Ma era quello che voleva far credere ai genitori e al fratellastro Bernhard. In realtà, in Germania dava sfogo a quella che si può definire la parte oscura della sua vita. Abituale consumatore di cocaina (come evidenziato dal test del capello dopo la sua morte), frequentava locali a luci rosse e si concedeva pratiche estreme. Il 5 giugno 2008, mentre Ana Ivanovic e Dinara Safina si qualificavano per la finale del Roland Garros, un omone di 110 kg atterrava ad Amburgo. Aveva detto di essere in cerca di investitori per la Horst Skoff Cup, evento a cui avrebbe voluto dare un respiro internazionale. Aveva grandi progetti per il suo 40esimo compleanno, distante un paio di mesi. In realtà, all'aeroporto lo stavano aspettando due prostitute: Gabi e la già citata Roberta. Andarono a una festa sadomaso, poi rimasero solo loro tre e si spostarono nella vecchia palestra abbandonata di Hammer Steindamm. Pare che le due donne gli abbiano fatto indossare abiti femminili e avessero iniziato a tormentarlo con gli aghi. “Nemmeno lui sapeva quale fosse il suo feticcio, semplicemente gli piaceva che ci fossero donne e usava droghe” ha raccontato Roberta a NDR. “A un certo punto ha avuto un attacco epilettico ed è crollato”. Lo dice con una serenità eccessiva, che stride con la crudezza del racconto. “Avrei dovuto dire basta, invece non l'ho fatto. Quel ricordo mi perseguita ancora oggi, per anni ho dormito con la luce accesa”. Ebbero l'accortezza di togliergli i vestiti utilizzati per il festino, poi qualcuno chiese aiuto. I medici riuscirono a rianimarlo, ma la situazione era compromessa. Horst Skoff sarebbe morto qualche ora dopo presso la Sankt Georg-Klinik, ufficialmente per arresto cardiaco.

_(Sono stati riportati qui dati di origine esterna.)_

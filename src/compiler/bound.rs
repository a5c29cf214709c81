//! The bound tree: a shape-preserving copy of the syntax tree with
//! declared type annotations resolved and every call site narrowed to
//! its visible overload candidates. Not yet type-complete; the checker
//! re-walks this tree to produce the typed IR.

use crate::compiler::interner::NameId;
use crate::compiler::symbols::FunctionSymbol;
use crate::compiler::syntax::{BinaryOp, LiteralValue, Span, UnaryOp};
use crate::compiler::types::TypeRef;
use std::rc::Rc;

#[derive(Debug, Clone)]
pub struct BoundProgram {
    pub functions: Vec<BoundFunction>,
}

#[derive(Debug, Clone)]
pub struct BoundFunction {
    pub symbol: Rc<FunctionSymbol>,
    pub body: Vec<BoundStatement>,
}

#[derive(Debug, Clone)]
pub enum BoundStatement {
    VarDecl {
        name: NameId,
        /// Resolved annotation; the error type when the annotation
        /// named an unknown type.
        annotation: Option<TypeRef>,
        init: BoundExpr,
        span: Span,
    },
    ConstDecl {
        name: NameId,
        annotation: Option<TypeRef>,
        init: BoundExpr,
        span: Span,
    },
    Assign {
        name: NameId,
        value: BoundExpr,
        span: Span,
    },
    If {
        condition: BoundExpr,
        then_block: Vec<BoundStatement>,
        else_block: Option<Vec<BoundStatement>>,
        span: Span,
    },
    While {
        condition: BoundExpr,
        body: Vec<BoundStatement>,
        span: Span,
    },
    For {
        var: NameId,
        start: BoundExpr,
        end: BoundExpr,
        inclusive: bool,
        step: Option<BoundExpr>,
        body: Vec<BoundStatement>,
        span: Span,
    },
    Break {
        span: Span,
    },
    Continue {
        span: Span,
    },
    Return {
        value: Option<BoundExpr>,
        span: Span,
    },
    Expr {
        expr: BoundExpr,
        span: Span,
    },
    Block {
        statements: Vec<BoundStatement>,
        span: Span,
    },
}

#[derive(Debug, Clone)]
pub enum BoundExpr {
    Literal {
        value: LiteralValue,
        span: Span,
    },
    Name {
        name: NameId,
        span: Span,
    },
    Unary {
        op: UnaryOp,
        operand: Box<BoundExpr>,
        span: Span,
    },
    Binary {
        op: BinaryOp,
        left: Box<BoundExpr>,
        right: Box<BoundExpr>,
        span: Span,
    },
    Call {
        name: NameId,
        /// Overloads visible at the call site, narrowed at bind time.
        /// Resolution against argument types happens in the checker.
        overloads: Vec<Rc<FunctionSymbol>>,
        args: Vec<BoundExpr>,
        span: Span,
    },
    /// Placeholder for a sub-expression that failed to bind; the
    /// diagnostic was already recorded.
    Error {
        span: Span,
    },
}

impl BoundExpr {
    pub fn span(&self) -> Span {
        match self {
            BoundExpr::Literal { span, .. }
            | BoundExpr::Name { span, .. }
            | BoundExpr::Unary { span, .. }
            | BoundExpr::Binary { span, .. }
            | BoundExpr::Call { span, .. }
            | BoundExpr::Error { span } => *span,
        }
    }
}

Quando il fratellastro Bernhard lo vide nella camera mortuaria, trovò una scena pietosa, che lo tormenta ancora oggi. “Aveva il naso rotto, la mascella blu, l'occhio destro insanguinato e un ematoma sulla parte sinistra del petto”. Per questo, la famiglia ha sempre sospettato che si fosse trattato di omicidio. In realtà, le spiegazioni dei medici – confermate dall'autopsia – sembrano reggere. Essendo morto per arresto cardiaco, cadde si strozzò con il sangue. Il referto finale ha sostenuto che “molto probabilmente” era morto per un'intossicazione acuta da cocaina. Non ci sono colpevoli, indagati e nemmeno complici. Difficile aggiungere altro. Il povero Bernhard fa ancora fatica a crederci, ma 14 anni dopo ha trovato la sua morale. “Gli ho sempre invidiato la capacità di non avere paura di niente e di nessuno. Ma questa sua qualità lo ha portato alla morte”. A lui resta il dolore, agli austriaci il rimpianto, a noi un racconto di cui ci piace ricordare quel lungo pomeriggio del 7 aprile 1989, al Ferry Dusika Stadium di Vienna, quando battè il numero 2 del mondo Mats Wilander: 6-7 7-6 1-6 6-4 9-7 in sei ore e quattro minuti. Muster non c'era, reduce dal tragico investimento a Key Biscayne. Con lui, probabilmente, quell'Austria avrebbe battuto la Svezia. E poi, chissà. Ma Skoff non aveva mandato nessun messaggio di auguri al connazionale. “Sono davvero triste per quello che è successo a Thomas – disse – ma non posso chiamarlo. Non crederebbe mai che il mio dispiacere sia onesto”. Questo era Horst Skoff.